The level of intent put into the creation and execution of this interview is remarkable. From the promotion to the aftermath, it was evident that the players behind the scenes recognised both the monumental nature of the interview and the power of broadcast viewership.
Winfrey is obviously a bigwig amongst those players. For nearly five decades, Winfrey has shone a much-needed light on some of the world's most jaw-dropping and underrepresented experiences. No one knows what stories need to be told and how to tell them better than Winfrey.
"She understood that CBS on Sunday nights, with a broad audience but also a certain amount of seriousness, was going to get a lot of people watching on television with also a lot of online engagement," says Harvard Business School historian Nancy Koehn of Winfrey's decision to go with the US broadcast network. Indeed, all eyes were on Winfrey when the interview premiered in both the US and UK, creating social-media buzz that's still going on days later.
The hype surrounding Oprah's interview with Meghan and Harry was perfectly cultivated. The teasers we've all seen leading up to the special's premiere generated "a week's worth of attention" without divulging how far Meghan and Harry would actually go. We were purposefully left in the dark, which helped make sure that everything about the interview inspired maximum shock value.
And shocked we still are. I'm still unpacking the multi-layered revelations Meghan and Harry shared with Winfrey. Watching as a Black woman, I felt emotionally connected to Markle. I obviously cannot imagine the depth of her pain, but so much of what she said and, most importantly, how it was depicted on screen, resonated with me.

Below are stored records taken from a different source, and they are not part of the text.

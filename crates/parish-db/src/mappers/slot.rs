//! Slot model -> entity mapper

use parish_core::{DomainError, EventId, Slot, SlotId};

use super::corrupt_column;
use crate::models::SlotModel;

impl TryFrom<SlotModel> for Slot {
    type Error = DomainError;

    fn try_from(model: SlotModel) -> Result<Self, Self::Error> {
        let capacity =
            u32::try_from(model.capacity).map_err(|_| corrupt_column("slots.capacity", model.capacity))?;
        Ok(Slot {
            id: SlotId::from_uuid(model.id),
            event_id: EventId::from_uuid(model.event_id),
            name: model.name,
            capacity,
            notes: model.notes,
            created_at: model.created_at,
        })
    }
}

The way she explained, for example, how Kate Middleton made her cry due to a disagreement leading up to her royal wedding to Prince Harry, contrary to reports at the time that the reverse happened, was a standout moment. The camera lingered on Markle's face, poised but etched with emotional battle scars, and I saw something recognisable. I saw pain that I intimately understood.
The interview's format played a significant role in establishing my emotional connection to Markle. Oprah with Meghan and Harry really underscored "the power of the long-format interview, which is almost totally gone from TV nowadays," The Hollywood Reporter's Alex Weprin noted.
The interview was shot in an intimate setting, with a calm California backdrop, and captured a conversation that felt like a release. There was room to ruminate on the weight of what was being said. Many of us are still ruminating on the harrowing truth of what Meghan and Harry have been through the last few years.
At the end of the broadcast, Winfrey announced that additional clips would air on Monday's CBS This Morning. When talking to pal and fellow journalist Gayle King, Winfrey revealed that the interview was actually over three hours long, and there was more to share about the Sussex's journey. So the saga and intrigue continued. Dropping new bombshell clips the following day was a brilliant move by Winfrey's team. It made sure we keep having conversations about Meghan and Harry's truth.
The interview's impact thus far shows the extraordinary role that interview television can play in unraveling systemic racism and sexism that many institutions around the world function within.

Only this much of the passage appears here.